━━━━━ Data to use ━━━━━

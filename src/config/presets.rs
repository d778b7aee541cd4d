use crate::config::SimulationConfig;
use crate::error::SimError;
use serde::Serialize;
use std::path::{Path, PathBuf};

const DEFAULT_CONFIGS_DIR: &str = "configs";
const DEFAULT_PRESET_ORDER: &[&str] = &["markley_7_1.yaml", "intermediate_axis.yaml"];

#[derive(Debug, Serialize)]
pub struct PresetSummary {
    pub name: String,
    pub file: String,
}

fn configs_dir() -> PathBuf {
    std::env::var("CONFIGS_DIR")
        .map(PathBuf::from)
        .unwrap_or_else(|_| PathBuf::from(DEFAULT_CONFIGS_DIR))
}

/// Loads the bundled default configuration, preferring the Markley
/// preset, falling back to the intermediate-axis preset, then any
/// `*.yaml` file found in the configs directory.
pub fn load_defaults() -> Result<SimulationConfig, SimError> {
    let dir = configs_dir();

    for name in DEFAULT_PRESET_ORDER {
        let path = dir.join(name);
        if path.exists() {
            return load_preset_file(&path);
        }
    }

    let entries = std::fs::read_dir(&dir).map_err(|e| {
        SimError::ConfigInvalid(format!("cannot read configs directory {:?}: {e}", dir))
    })?;
    for entry in entries.flatten() {
        let path = entry.path();
        if path.extension().and_then(|e| e.to_str()) == Some("yaml") {
            return load_preset_file(&path);
        }
    }

    Err(SimError::ConfigInvalid(format!(
        "no configuration file found in {:?}",
        dir
    )))
}

fn load_preset_file(path: &Path) -> Result<SimulationConfig, SimError> {
    let contents = std::fs::read_to_string(path)
        .map_err(|e| SimError::ConfigInvalid(format!("cannot read {:?}: {e}", path)))?;
    let cfg: SimulationConfig = serde_yaml::from_str(&contents)?;
    Ok(cfg)
}

/// Lists bundled preset filenames, for `GET /api/presets`.
pub fn list_presets() -> Result<Vec<PresetSummary>, SimError> {
    let dir = configs_dir();
    let entries = std::fs::read_dir(&dir).map_err(|e| {
        SimError::ConfigInvalid(format!("cannot read configs directory {:?}: {e}", dir))
    })?;

    let mut presets: Vec<PresetSummary> = Vec::new();
    let mut paths: Vec<PathBuf> = entries
        .flatten()
        .map(|e| e.path())
        .filter(|p| p.extension().and_then(|e| e.to_str()) == Some("yaml"))
        .collect();
    paths.sort();

    for path in paths {
        let Ok(contents) = std::fs::read_to_string(&path) else {
            continue;
        };
        let Ok(cfg) = serde_yaml::from_str::<SimulationConfig>(&contents) else {
            continue;
        };
        let file = path
            .file_name()
            .and_then(|n| n.to_str())
            .unwrap_or_default()
            .to_string();
        let name = cfg.name.unwrap_or_else(|| file.clone());
        presets.push(PresetSummary { name, file });
    }
    Ok(presets)
}

/// Reads a single preset's raw YAML-decoded content, for
/// `GET /api/presets/{filename}`. Rejects names not ending in `.yaml`
/// and path traversal via `Path::file_name`.
pub fn read_preset(filename: &str) -> Result<SimulationConfig, SimError> {
    if !filename.ends_with(".yaml") {
        return Err(SimError::ConfigInvalid(
            "invalid preset filename".to_string(),
        ));
    }
    let base = Path::new(filename)
        .file_name()
        .ok_or_else(|| SimError::ConfigInvalid("invalid preset filename".to_string()))?;
    let path = configs_dir().join(base);
    if !path.exists() {
        return Err(SimError::ConfigInvalid("preset not found".to_string()));
    }
    load_preset_file(&path)
}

━━━━━

§ **Task instructions**: Write each line above out exactly.

§ **Answer section**:
filename src/config/presets.rs
repository d778b7aee541cd4d
use crate::config::SimulationConfig;
use crate::error::SimError;
use serde::Serialize;
use std::path::{Path, PathBuf};

const DEFAULT_CONFIGS_DIR: &str = "configs";
const DEFAULT_PRESET_ORDER: &[&str] = &["markley_7_1.yaml", "intermediate_axis.yaml"];

#[derive(Debug, Serialize)]
pub struct PresetSummary {
    pub name: String,
    pub file: String,
}

fn configs_dir() -> PathBuf {
    std::env::var("CONFIGS_DIR")
        .map(PathBuf::from)
        .unwrap_or_else(|_| PathBuf::from(DEFAULT_CONFIGS_DIR))
}

/// Loads the bundled default configuration, preferring the Markley
/// preset, falling back to the intermediate-axis preset, then any
/// `*.yaml` file found in the configs directory.
pub fn load_defaults() -> Result<SimulationConfig, SimError> {
    let dir = configs_dir();

    for name in DEFAULT_PRESET_ORDER {
        let path = dir.join(name);
        if path.exists() {
            return load_preset_file(&path);
        }
    }

    let entries = std::fs::read_dir(&dir).map_err(|e| {
        SimError::ConfigInvalid(format!("cannot read configs directory {:?}: {e}", dir))
    })?;
    for entry in entries.flatten() {
        let path = entry.path();
        if path.extension().and_then(|e| e.to_str()) == Some("yaml") {
            return load_preset_file(&path);
        }
    }

    Err(SimError::ConfigInvalid(format!(
        "no configuration file found in {:?}",
        dir
    )))
}

fn load_preset_file(path: &Path) -> Result<SimulationConfig, SimError> {
    let contents = std::fs::read_to_string(path)
        .map_err(|e| SimError::ConfigInvalid(format!("cannot read {:?}: {e}", path)))?;
    let cfg: SimulationConfig = serde_yaml::from_str(&contents)?;
    Ok(cfg)
}

/// Lists bundled preset filenames, for `GET /api/presets`.
pub fn list_presets() -> Result<Vec<PresetSummary>, SimError> {
    let dir = configs_dir();
    let entries = std::fs::read_dir(&dir).map_err(|e| {
        SimError::ConfigInvalid(format!("cannot read configs directory {:?}: {e}", dir))
    })?;

    let mut presets: Vec<PresetSummary> = Vec::new();
    let mut paths: Vec<PathBuf> = entries
        .flatten()
        .map(|e| e.path())
        .filter(|p| p.extension().and_then(|e| e.to_str()) == Some("yaml"))
        .collect();
    paths.sort();

    for path in paths {
        let Ok(contents) = std::fs::read_to_string(&path) else {
            continue;
        };
        let Ok(cfg) = serde_yaml::from_str::<SimulationConfig>(&contents) else {
            continue;
        };
        let file = path
            .file_name()
            .and_then(|n| n.to_str())
            .unwrap_or_default()
            .to_string();
        let name = cfg.name.unwrap_or_else(|| file.clone());
        presets.push(PresetSummary { name, file });
    }
    Ok(presets)
}

/// Reads a single preset's raw YAML-decoded content, for
/// `GET /api/presets/{filename}`. Rejects names not ending in `.yaml`
/// and path traversal via `Path::file_name`.
pub fn read_preset(filename: &str) -> Result<SimulationConfig, SimError> {
    if !filename.ends_with(".yaml") {
        return Err(SimError::ConfigInvalid(
            "invalid preset filename".to_string(),
        ));
    }
    let base = Path::new(filename)
        .file_name()
        .ok_or_else(|| SimError::ConfigInvalid("invalid preset filename".to_string()))?;
    let path = configs_dir().join(base);
    if !path.exists() {
        return Err(SimError::ConfigInvalid("preset not found".to_string()));
    }
    load_preset_file(&path)
}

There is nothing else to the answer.